The front and rear overhangs have been kept short so as to maximise interior space and make parking simple. The tale of the tape shows a 3.4 metre overall length, which is almost 23cm shorter than a modern MINI. The interior features a two-tone dashboard with a textured effect, while the door trims feature body coloured detailing.
One of the more eye-catching features is the design of the ventilation controls on the centre console. Two large wheels bookend the console with a translucent panel sitting between them. Coupled with the funky, minimalist instrument panel, they give the Aygo’s fascia a very modern appearance.

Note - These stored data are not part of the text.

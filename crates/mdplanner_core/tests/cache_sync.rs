use mdplanner_core::db::ENTITY_TABLES;
use mdplanner_core::{
    open_db, open_db_in_memory, CacheSync, Contact, Goal, Invoice, Note, ProjectDocument, Task,
    TaskAttributes, WriteSafetyConfig,
};
use rusqlite::types::Value;
use rusqlite::Connection;
use std::fs;
use std::path::Path;

const PROJECT: &str = "<!-- Notes -->
# Notes

## Kickoff

<!-- id: note_1 | created: 2026-01-01T00:00:00Z | updated: 2026-01-01T00:00:00Z | rev: 1 -->
Agenda.

<!-- Goals -->
# Goals

## Revenue {type: enterprise; status: active}

<!-- id: goal_3 -->

## Hiring

<!-- id: goal_4 -->

<!-- Board -->
# Board

## Todo

- [ ] (1) Ship v1 {tag: [launch]; priority: 1}
  - [ ] (2) Freeze scope
- [ ] (5) Announce
";

fn write_project(dir: &Path) -> ProjectDocument {
    let path = dir.join("project.md");
    fs::write(&path, PROJECT).unwrap();
    ProjectDocument::with_config(path, WriteSafetyConfig::without_backups())
}

fn ids(conn: &Connection, table: &str) -> Vec<String> {
    conn.prepare(&format!("SELECT id FROM {table} ORDER BY id"))
        .unwrap()
        .query_map([], |row| row.get(0))
        .unwrap()
        .collect::<Result<_, _>>()
        .unwrap()
}

fn dump_tasks(conn: &Connection) -> Vec<(String, String, String, Option<String>)> {
    conn.prepare("SELECT id, title, section, parent_id FROM tasks ORDER BY rowid")
        .unwrap()
        .query_map([], |row| Ok((row.get(0)?, row.get(1)?, row.get(2)?, row.get(3)?)))
        .unwrap()
        .collect::<Result<_, _>>()
        .unwrap()
}

type TableDump = (String, Vec<Vec<Value>>);

/// Every row of every entity table except `skip`, plus the sync metadata.
fn dump_store(conn: &Connection, skip: &str) -> Vec<TableDump> {
    let mut tables: Vec<&str> = ENTITY_TABLES
        .iter()
        .map(|def| def.name)
        .filter(|name| *name != skip)
        .collect();
    tables.push("cache_meta");
    tables
        .into_iter()
        .map(|table| {
            let mut stmt = conn
                .prepare(&format!("SELECT * FROM {table} ORDER BY rowid"))
                .unwrap();
            let width = stmt.column_count();
            let rows = stmt
                .query_map([], |row| {
                    (0..width)
                        .map(|idx| row.get::<_, Value>(idx))
                        .collect::<Result<Vec<_>, _>>()
                })
                .unwrap()
                .collect::<Result<Vec<_>, _>>()
                .unwrap();
            (table.to_string(), rows)
        })
        .collect()
}

fn sorted_task_ids(tasks: &[Task]) -> Vec<String> {
    let mut out = Vec::new();
    Task::walk(tasks, &mut |task| out.push(task.id.clone()));
    out.sort();
    out
}

#[test]
fn full_sync_mirrors_every_document_id() {
    let dir = tempfile::tempdir().unwrap();
    let doc = write_project(dir.path());
    let mut conn = open_db_in_memory().unwrap();
    let mut sync = CacheSync::new(&doc, &mut conn);
    sync.init().unwrap();
    assert!(sync.needs_sync());

    let result = sync.full_sync(None);
    assert!(result.is_ok(), "errors: {:?}", result.errors);
    assert_eq!(result.tables, ENTITY_TABLES.len());
    assert_eq!(result.tables, 26);
    assert_eq!(result.items, 6);
    assert!(!sync.needs_sync());
    assert!(sync.last_sync_time().unwrap().is_some());
    drop(sync);

    assert_eq!(ids(&conn, "tasks"), sorted_task_ids(&doc.read_tasks()));
    let mut note_ids: Vec<String> = doc.read_all::<Note>().into_iter().map(|n| n.id).collect();
    note_ids.sort();
    assert_eq!(ids(&conn, "notes"), note_ids);
    assert_eq!(ids(&conn, "goals"), vec!["goal_3", "goal_4"]);
    let parent: Option<String> = conn
        .query_row("SELECT parent_id FROM tasks WHERE id = '2'", [], |row| {
            row.get(0)
        })
        .unwrap();
    assert_eq!(parent.as_deref(), Some("1"));
}

#[test]
fn selected_tables_only() {
    let dir = tempfile::tempdir().unwrap();
    let doc = write_project(dir.path());
    let mut conn = open_db_in_memory().unwrap();
    let mut sync = CacheSync::new(&doc, &mut conn);

    let result = sync.full_sync(Some(&["goals"]));
    assert!(result.is_ok());
    assert_eq!(result.tables, 1);
    assert_eq!(result.items, 2);
    drop(sync);

    assert!(ids(&conn, "tasks").is_empty());
}

#[test]
fn unknown_table_rolls_back_everything() {
    let dir = tempfile::tempdir().unwrap();
    let doc = write_project(dir.path());
    let mut conn = open_db_in_memory().unwrap();
    let first_sync = {
        let mut sync = CacheSync::new(&doc, &mut conn);
        assert!(sync.full_sync(None).is_ok());
        sync.last_sync_time().unwrap()
    };
    let before = dump_tasks(&conn);

    doc.add_task(Task::new("Late addition", "Todo")).unwrap();
    let mut sync = CacheSync::new(&doc, &mut conn);
    let result = sync.full_sync(Some(&["tasks", "no_such_table"]));
    assert!(!result.is_ok());
    assert!(result.errors[0].contains("no_such_table"));
    assert_eq!(sync.last_sync_time().unwrap(), first_sync);
    drop(sync);

    assert_eq!(dump_tasks(&conn), before);
}

#[test]
fn failing_table_leaves_earlier_tables_untouched() {
    let dir = tempfile::tempdir().unwrap();
    let doc = write_project(dir.path());
    let mut conn = open_db_in_memory().unwrap();
    assert!(CacheSync::new(&doc, &mut conn).full_sync(None).is_ok());

    let last = ENTITY_TABLES[ENTITY_TABLES.len() - 1].name;
    conn.execute_batch(&format!("DROP TABLE {last};")).unwrap();
    let before = dump_store(&conn, last);

    doc.add_task(Task::new("Late addition", "Todo")).unwrap();
    doc.add_note("Late note", "Body").unwrap();
    let result = CacheSync::new(&doc, &mut conn).full_sync(None);

    assert!(!result.is_ok());
    assert_eq!(result.items, 0);
    assert_eq!(dump_store(&conn, last), before);
}

#[test]
fn ship_v1_end_to_end() {
    let dir = tempfile::tempdir().unwrap();
    let doc = ProjectDocument::with_config(
        dir.path().join("project.md"),
        WriteSafetyConfig::without_backups(),
    );
    let mut conn = open_db_in_memory().unwrap();

    let mut task = Task::new("Ship v1", "Todo");
    task.attributes = TaskAttributes {
        priority: Some(1),
        tag: vec!["launch".to_string(), "infra".to_string()],
        ..TaskAttributes::default()
    };
    let added = doc.add_task(task).unwrap();
    let content = fs::read_to_string(doc.path()).unwrap();
    assert!(content.contains(&format!("- [ ] ({}) Ship v1 {{", added.id)));

    let listed = doc.read_tasks();
    let found = listed.iter().find(|task| task.id == added.id).unwrap();
    assert_eq!(found.attributes.priority, Some(1));
    assert_eq!(found.attributes.tag, vec!["launch", "infra"]);

    assert!(CacheSync::new(&doc, &mut conn).full_sync(None).is_ok());
    assert_eq!(ids(&conn, "tasks"), vec![added.id.clone()]);

    assert!(doc.delete_task(&added.id).unwrap());
    assert!(doc.read_tasks().iter().all(|task| task.id != added.id));
    let result = CacheSync::new(&doc, &mut conn).full_sync(None);
    assert!(result.is_ok(), "errors: {:?}", result.errors);
    assert!(!ids(&conn, "tasks").contains(&added.id));
}

#[test]
fn billing_and_contact_tables_sync() {
    let dir = tempfile::tempdir().unwrap();
    let path = dir.path().join("project.md");
    fs::write(
        &path,
        "<!-- Invoices -->
# Invoices

## INV-7 {customer: customer_1; status: sent; paid: 50}

<!-- id: invoice_7 -->
### Line Items

- Audit {qty: 2; rate: 100}

<!-- Contacts -->
# Contacts

## Ann Lee {company: company_1; primary: true}

<!-- id: contact_2 -->
Prefers email.
",
    )
    .unwrap();
    let doc = ProjectDocument::with_config(path, WriteSafetyConfig::without_backups());
    let mut conn = open_db_in_memory().unwrap();

    let result = CacheSync::new(&doc, &mut conn).full_sync(Some(&["invoices", "contacts"]));
    assert!(result.is_ok(), "errors: {:?}", result.errors);
    assert_eq!(result.items, 2);

    let (total, paid): (f64, f64) = conn
        .query_row(
            "SELECT total, paid_amount FROM invoices WHERE id = 'invoice_7'",
            [],
            |row| Ok((row.get(0)?, row.get(1)?)),
        )
        .unwrap();
    assert_eq!((total, paid), (200.0, 50.0));
    let hit: String = conn
        .query_row(
            "SELECT id FROM contacts_fts WHERE contacts_fts MATCH 'email'",
            [],
            |row| row.get(0),
        )
        .unwrap();
    assert_eq!(hit, "contact_2");

    let invoices: Vec<Invoice> = doc.read_all();
    assert_eq!(invoices[0].balance(), 150.0);
    let contacts: Vec<Contact> = doc.read_all();
    assert!(contacts[0].is_primary);
}

#[test]
fn rebuild_recreates_a_damaged_store() {
    let dir = tempfile::tempdir().unwrap();
    let doc = write_project(dir.path());
    let mut conn = open_db_in_memory().unwrap();
    conn.execute_batch("DROP TABLE goals;").unwrap();

    let mut sync = CacheSync::new(&doc, &mut conn);
    assert!(!sync.full_sync(None).is_ok());
    assert!(sync.needs_sync());

    let result = sync.rebuild();
    assert!(result.is_ok(), "errors: {:?}", result.errors);
    assert!(!sync.needs_sync());
    drop(sync);

    assert_eq!(ids(&conn, "goals"), vec!["goal_3", "goal_4"]);
    let goals: Vec<Goal> = doc.read_all();
    assert_eq!(goals[0].goal_type, "enterprise");
}

#[test]
fn sync_state_persists_across_connections() {
    let dir = tempfile::tempdir().unwrap();
    let doc = write_project(dir.path());
    let db_path = dir.path().join("store.db");

    {
        let mut conn = open_db(&db_path).unwrap();
        let mut sync = CacheSync::new(&doc, &mut conn);
        assert!(sync.needs_sync());
        assert!(sync.full_sync(None).is_ok());
    }

    let mut conn = open_db(&db_path).unwrap();
    let sync = CacheSync::new(&doc, &mut conn);
    assert!(!sync.needs_sync());
    drop(sync);
    assert_eq!(ids(&conn, "notes"), vec!["note_1"]);
}
//! Billing records: hourly rates, quotes, invoices and time entries.
//!
//! # Invariants
//! - Totals are derived from line items and never stored in the document.

use super::EntityKind;
use serde::{Deserialize, Serialize};

#[derive(Debug, Clone, PartialEq, Serialize, Deserialize)]
pub struct Rate {
    pub id: String,
    pub name: String,
    pub hourly_rate: f64,
    pub assignee: Option<String>,
    pub is_default: bool,
}

impl Rate {
    pub fn new(name: impl Into<String>, hourly_rate: f64) -> Self {
        Self {
            id: String::new(),
            name: name.into(),
            hourly_rate,
            assignee: None,
            is_default: false,
        }
    }
}

record_entity!(Rate, RatePatch, EntityKind::Rate, {
    name: String,
    hourly_rate: f64,
    assignee: Option<String>,
    is_default: bool,
});

#[derive(Debug, Clone, Default, PartialEq, Serialize, Deserialize)]
pub struct LineItem {
    pub description: String,
    pub quantity: f64,
    pub rate: f64,
}

impl LineItem {
    pub fn amount(&self) -> f64 {
        self.quantity * self.rate
    }
}

fn sum(items: &[LineItem]) -> f64 {
    items.iter().map(LineItem::amount).sum()
}

#[derive(Debug, Clone, PartialEq, Serialize, Deserialize)]
pub struct Quote {
    pub id: String,
    pub number: String,
    pub customer_id: Option<String>,
    /// `draft`, `sent`, `accepted` or `rejected`.
    pub status: String,
    pub date: Option<String>,
    pub valid_until: Option<String>,
    pub line_items: Vec<LineItem>,
    pub notes: String,
}

impl Quote {
    pub fn new(number: impl Into<String>) -> Self {
        Self {
            id: String::new(),
            number: number.into(),
            customer_id: None,
            status: "draft".to_string(),
            date: None,
            valid_until: None,
            line_items: Vec::new(),
            notes: String::new(),
        }
    }

    pub fn total(&self) -> f64 {
        sum(&self.line_items)
    }
}

record_entity!(Quote, QuotePatch, EntityKind::Quote, {
    number: String,
    customer_id: Option<String>,
    status: String,
    date: Option<String>,
    valid_until: Option<String>,
    line_items: Vec<LineItem>,
    notes: String,
});

#[derive(Debug, Clone, PartialEq, Serialize, Deserialize)]
pub struct Invoice {
    pub id: String,
    pub number: String,
    pub customer_id: Option<String>,
    pub quote_id: Option<String>,
    /// `draft`, `sent`, `paid`, `overdue` or `cancelled`.
    pub status: String,
    pub date: Option<String>,
    pub due_date: Option<String>,
    pub paid_amount: f64,
    pub line_items: Vec<LineItem>,
    pub notes: String,
}

impl Invoice {
    pub fn new(number: impl Into<String>) -> Self {
        Self {
            id: String::new(),
            number: number.into(),
            customer_id: None,
            quote_id: None,
            status: "draft".to_string(),
            date: None,
            due_date: None,
            paid_amount: 0.0,
            line_items: Vec::new(),
            notes: String::new(),
        }
    }

    /// Invoice built from an accepted quote.
    pub fn from_quote(number: impl Into<String>, quote: &Quote) -> Self {
        let mut invoice = Invoice::new(number);
        invoice.customer_id = quote.customer_id.clone();
        invoice.quote_id = Some(quote.id.clone());
        invoice.line_items = quote.line_items.clone();
        invoice
    }

    pub fn total(&self) -> f64 {
        sum(&self.line_items)
    }

    pub fn balance(&self) -> f64 {
        self.total() - self.paid_amount
    }
}

record_entity!(Invoice, InvoicePatch, EntityKind::Invoice, {
    number: String,
    customer_id: Option<String>,
    quote_id: Option<String>,
    status: String,
    date: Option<String>,
    due_date: Option<String>,
    paid_amount: f64,
    line_items: Vec<LineItem>,
    notes: String,
});

/// Hours logged against a task.
#[derive(Debug, Clone, PartialEq, Serialize, Deserialize)]
pub struct TimeEntry {
    pub id: String,
    pub task_id: String,
    /// `YYYY-MM-DD`.
    pub date: String,
    pub hours: f64,
    pub person: Option<String>,
    pub description: String,
}

impl TimeEntry {
    pub fn new(task_id: impl Into<String>, date: impl Into<String>, hours: f64) -> Self {
        Self {
            id: String::new(),
            task_id: task_id.into(),
            date: date.into(),
            hours,
            person: None,
            description: String::new(),
        }
    }
}

record_entity!(TimeEntry, TimeEntryPatch, EntityKind::TimeEntry, {
    task_id: String,
    date: String,
    hours: f64,
    person: Option<String>,
    description: String,
});

/// Total hours logged per task, in first-seen order.
pub fn hours_by_task(entries: &[TimeEntry]) -> Vec<(String, f64)> {
    let mut totals: Vec<(String, f64)> = Vec::new();
    for entry in entries {
        match totals.iter_mut().find(|(task, _)| *task == entry.task_id) {
            Some((_, hours)) => *hours += entry.hours,
            None => totals.push((entry.task_id.clone(), entry.hours)),
        }
    }
    totals
}
//! CRM records linked to companies: contacts, deals and interactions.

use super::EntityKind;
use serde::{Deserialize, Serialize};

#[derive(Debug, Clone, PartialEq, Eq, Serialize, Deserialize)]
pub struct Contact {
    pub id: String,
    pub company_id: Option<String>,
    pub first_name: String,
    pub last_name: String,
    pub email: Option<String>,
    pub phone: Option<String>,
    /// Job title.
    pub title: Option<String>,
    pub is_primary: bool,
    pub created: Option<String>,
    pub notes: String,
}

impl Contact {
    pub fn new(first_name: impl Into<String>, last_name: impl Into<String>) -> Self {
        Self {
            id: String::new(),
            company_id: None,
            first_name: first_name.into(),
            last_name: last_name.into(),
            email: None,
            phone: None,
            title: None,
            is_primary: false,
            created: None,
            notes: String::new(),
        }
    }

    pub fn full_name(&self) -> String {
        format!("{} {}", self.first_name, self.last_name)
            .trim()
            .to_string()
    }
}

record_entity!(Contact, ContactPatch, EntityKind::Contact, {
    company_id: Option<String>,
    first_name: String,
    last_name: String,
    email: Option<String>,
    phone: Option<String>,
    title: Option<String>,
    is_primary: bool,
    created: Option<String>,
    notes: String,
});

#[derive(Debug, Clone, PartialEq, Serialize, Deserialize)]
pub struct Deal {
    pub id: String,
    pub company_id: Option<String>,
    pub contact_id: Option<String>,
    pub title: String,
    pub value: f64,
    /// `lead`, `qualified`, `proposal`, `negotiation`, `won` or `lost`.
    pub stage: String,
    /// Percent, 0 to 100.
    pub probability: i64,
    pub expected_close: Option<String>,
    pub closed_at: Option<String>,
    pub created: Option<String>,
    pub notes: String,
}

impl Deal {
    pub fn new(title: impl Into<String>) -> Self {
        Self {
            id: String::new(),
            company_id: None,
            contact_id: None,
            title: title.into(),
            value: 0.0,
            stage: "lead".to_string(),
            probability: 0,
            expected_close: None,
            closed_at: None,
            created: None,
            notes: String::new(),
        }
    }

    /// Value weighted by win probability.
    pub fn weighted_value(&self) -> f64 {
        self.value * self.probability.clamp(0, 100) as f64 / 100.0
    }
}

record_entity!(Deal, DealPatch, EntityKind::Deal, {
    company_id: Option<String>,
    contact_id: Option<String>,
    title: String,
    value: f64,
    stage: String,
    probability: i64,
    expected_close: Option<String>,
    closed_at: Option<String>,
    created: Option<String>,
    notes: String,
});

#[derive(Debug, Clone, PartialEq, Eq, Serialize, Deserialize)]
pub struct Interaction {
    pub id: String,
    pub company_id: Option<String>,
    pub contact_id: Option<String>,
    pub deal_id: Option<String>,
    /// `email`, `call`, `meeting` or `note`.
    pub interaction_type: String,
    pub summary: String,
    pub date: Option<String>,
    /// Minutes.
    pub duration: Option<i64>,
    pub next_follow_up: Option<String>,
    pub notes: String,
}

impl Interaction {
    pub fn new(summary: impl Into<String>, interaction_type: impl Into<String>) -> Self {
        Self {
            id: String::new(),
            company_id: None,
            contact_id: None,
            deal_id: None,
            interaction_type: interaction_type.into(),
            summary: summary.into(),
            date: None,
            duration: None,
            next_follow_up: None,
            notes: String::new(),
        }
    }
}

record_entity!(Interaction, InteractionPatch, EntityKind::Interaction, {
    company_id: Option<String>,
    contact_id: Option<String>,
    deal_id: Option<String>,
    interaction_type: String,
    summary: String,
    date: Option<String>,
    duration: Option<i64>,
    next_follow_up: Option<String>,
    notes: String,
});
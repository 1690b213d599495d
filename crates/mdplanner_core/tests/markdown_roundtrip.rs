use mdplanner_core::{
    C4Component, Company, Customer, Goal, Idea, Milestone, Mindmap, Note, ProjectDocument,
    Retrospective, StickyNote, Task, WriteSafetyConfig,
};
use std::fs;
use std::path::Path;

const PROJECT: &str = "# Launch Plan

Shared planning document.

<!-- Notes -->
# Notes

## Kickoff

<!-- id: note_1 | created: 2026-01-01T00:00:00Z | updated: 2026-01-02T00:00:00Z | rev: 2 -->
Agenda for the kickoff.

## Scope

<!-- id: note_2 -->
<!-- Custom Section: Risks -->
## Vendor delay
Mitigate with a second supplier.
<!-- End Custom Section -->

<!-- Goals -->
# Goals

## Grow revenue {type: enterprise; kpi: ARR; start: 2026-01-01; end: 2026-12-31; status: active}

<!-- id: goal_1 -->
Double annual recurring revenue.

<!-- Milestones -->
# Milestones

## Beta {target: 2026-03-01; status: open}

<!-- id: milestone_1 -->
Public beta.

<!-- Ideas -->
# Ideas

## Dark mode {status: new; category: ui; links: [idea_2]}

<!-- id: idea_1 -->
Users keep asking.

<!-- Retrospectives -->
# Retrospectives

## Sprint 1 {date: 2026-02-01; status: open}

<!-- id: retro_1 -->
### Continue

- pairing

### Stop

- late merges

### Start

- demos

<!-- Canvas -->
# Canvas

## Sticky note {color: blue; position: {x: 10, y: 20}; size: {width: 200, height: 150}}

<!-- id: sticky_1 -->
Remember the budget.

<!-- Mindmap -->
# Mindmap

## Product

<!-- id: mindmap_1 -->
- Product
  - Web
    - Editor
  - Mobile

<!-- C4 Architecture -->
# C4 Architecture

## Planner {level: context; type: system; technology: Rust; position: {x: 1, y: 2}; connections: [{target: c4_component_2, label: reads}]}

<!-- id: c4_component_1 -->
Core planning system.

<!-- Customers -->
# Customers

## Acme {email: ops@acme.test; phone: 555-0100}

<!-- id: customer_1 -->
Key account.

<!-- Companies -->
# Companies

## Globex {industry: energy; website: globex.test}

<!-- id: company_1 -->
Partner.

<!-- SWOT Analysis -->
# SWOT Analysis

Strengths stay exactly as written   with odd spacing.

<!-- Board -->
# Board

## Todo

- [ ] (1) Ship v1 {tag: [launch, infra]; priority: 1}
  Cut the release branch.
  - [x] (2) Write changelog

## Done

- [x] (3) Pick a name
";

fn write_project(dir: &Path) -> ProjectDocument {
    let path = dir.join("project.md");
    fs::write(&path, PROJECT).unwrap();
    ProjectDocument::with_config(path, WriteSafetyConfig::without_backups())
}

#[test]
fn every_section_decodes() {
    let dir = tempfile::tempdir().unwrap();
    let doc = write_project(dir.path());

    let notes = doc.read_notes();
    assert_eq!(notes.len(), 2);
    assert_eq!(notes[0].revision, 2);
    assert!(notes[1].content.contains("## Vendor delay"));

    let goals: Vec<Goal> = doc.read_all();
    assert_eq!(goals[0].goal_type, "enterprise");
    assert_eq!(goals[0].kpi.as_deref(), Some("ARR"));

    let milestones: Vec<Milestone> = doc.read_all();
    assert_eq!(milestones[0].target.as_deref(), Some("2026-03-01"));

    let ideas: Vec<Idea> = doc.read_all();
    assert_eq!(ideas[0].links, vec!["idea_2"]);

    let retros: Vec<Retrospective> = doc.read_all();
    assert_eq!(retros[0].continue_items, vec!["pairing"]);
    assert_eq!(retros[0].stop_items, vec!["late merges"]);
    assert_eq!(retros[0].start_items, vec!["demos"]);

    let stickies: Vec<StickyNote> = doc.read_all();
    assert_eq!(stickies[0].position.x, 10);
    assert_eq!(stickies[0].size.map(|s| s.height), Some(150));

    let maps: Vec<Mindmap> = doc.read_all();
    assert_eq!(maps[0].nodes.len(), 4);
    assert_eq!(maps[0].nodes[2].level, 2);
    assert_eq!(maps[0].nodes[3].parent.as_deref(), Some("mindmap_1_node_1"));

    let components: Vec<C4Component> = doc.read_all();
    assert_eq!(components[0].connections[0].label, "reads");

    let customers: Vec<Customer> = doc.read_all();
    assert_eq!(customers[0].email.as_deref(), Some("ops@acme.test"));

    let companies: Vec<Company> = doc.read_all();
    assert_eq!(companies[0].industry.as_deref(), Some("energy"));

    let tasks = doc.read_tasks();
    assert_eq!(tasks.len(), 2);
    assert_eq!(tasks[0].children[0].id, "2");
    assert_eq!(doc.read_sections(), vec!["Todo", "Done"]);
}

#[test]
fn saving_unchanged_records_is_stable() {
    let dir = tempfile::tempdir().unwrap();
    let doc = write_project(dir.path());

    resave_everything(&doc);
    let first = doc.read_content().unwrap().unwrap();
    resave_everything(&doc);
    let second = doc.read_content().unwrap().unwrap();

    assert_eq!(first, second);
    assert!(first.starts_with("# Launch Plan\n\nShared planning document.\n"));
    assert!(first.contains("- [ ] (1) Ship v1 {tag: [launch, infra]; priority: 1}\n"));
    assert!(first.contains("## Sticky note {color: blue; position: {x: 10, y: 20}; size: {width: 200, height: 150}}"));
}

#[test]
fn unknown_sections_and_custom_blocks_survive_writes() {
    let dir = tempfile::tempdir().unwrap();
    let doc = write_project(dir.path());

    doc.add(Goal::new("Hire two engineers")).unwrap();
    doc.add_note("Retro notes", "Went well.").unwrap();

    let content = doc.read_content().unwrap().unwrap();
    assert!(content.contains(
        "<!-- SWOT Analysis -->\n# SWOT Analysis\n\nStrengths stay exactly as written   with odd spacing.\n"
    ));
    assert!(content.contains(
        "<!-- Custom Section: Risks -->\n## Vendor delay\nMitigate with a second supplier.\n<!-- End Custom Section -->"
    ));
    assert_eq!(doc.read_notes().len(), 3);
}

#[test]
fn first_write_to_empty_document_creates_section() {
    let dir = tempfile::tempdir().unwrap();
    let doc = ProjectDocument::with_config(
        dir.path().join("fresh.md"),
        WriteSafetyConfig::without_backups(),
    );

    let created = doc.add(Customer::new("Initech")).unwrap();
    assert_eq!(created.id, "customer_1");

    let content = doc.read_content().unwrap().unwrap();
    assert!(content.starts_with("<!-- Customers -->\n# Customers\n\n## Initech\n"));
    let tasks: Vec<Task> = doc.read_all();
    assert!(tasks.is_empty());
    let notes: Vec<Note> = doc.read_all();
    assert!(notes.is_empty());
}

fn resave_everything(doc: &ProjectDocument) {
    doc.save_tasks(&doc.read_tasks()).unwrap();
    doc.save_all(&doc.read_notes()).unwrap();
    doc.save_all(&doc.read_all::<Goal>()).unwrap();
    doc.save_all(&doc.read_all::<Milestone>()).unwrap();
    doc.save_all(&doc.read_all::<Idea>()).unwrap();
    doc.save_all(&doc.read_all::<Retrospective>()).unwrap();
    doc.save_all(&doc.read_all::<StickyNote>()).unwrap();
    doc.save_all(&doc.read_all::<Mindmap>()).unwrap();
    doc.save_all(&doc.read_all::<C4Component>()).unwrap();
    doc.save_all(&doc.read_all::<Customer>()).unwrap();
    doc.save_all(&doc.read_all::<Company>()).unwrap();
}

The steering column is adjustable for both reach and rake, the speedometer binnacle moving with the wheel. Coupled with plenty of driver’s seat travel and ample headroom, there shouldn’t be a problem getting comfortable behind the wheel of the Aygo. Sitting behind a tall driver is another issue altogether and rear space is a little pinched with the front seat at the back of its travel. That’s perhaps forgivable, as there is only so much that can be done within the strictures of a 2.34 metre wheelbase.
Certainly, Toyota’s Aygo Blue offers a decent package that should appeal to those looking to stand out from the crowd without being too garish. The option packs are a neat idea to limit the basic price but also provide customers with more money to spend the process of personalising their Aygo to their own tastes.
The Aygo is a fascinating car and one that looks exceptionally well placed to capitalise on our growing fascination with cheap, economical motoring. The styling revisions made to the latest models have only added to this impression and in value for money Blue guise, it’s more desirable still.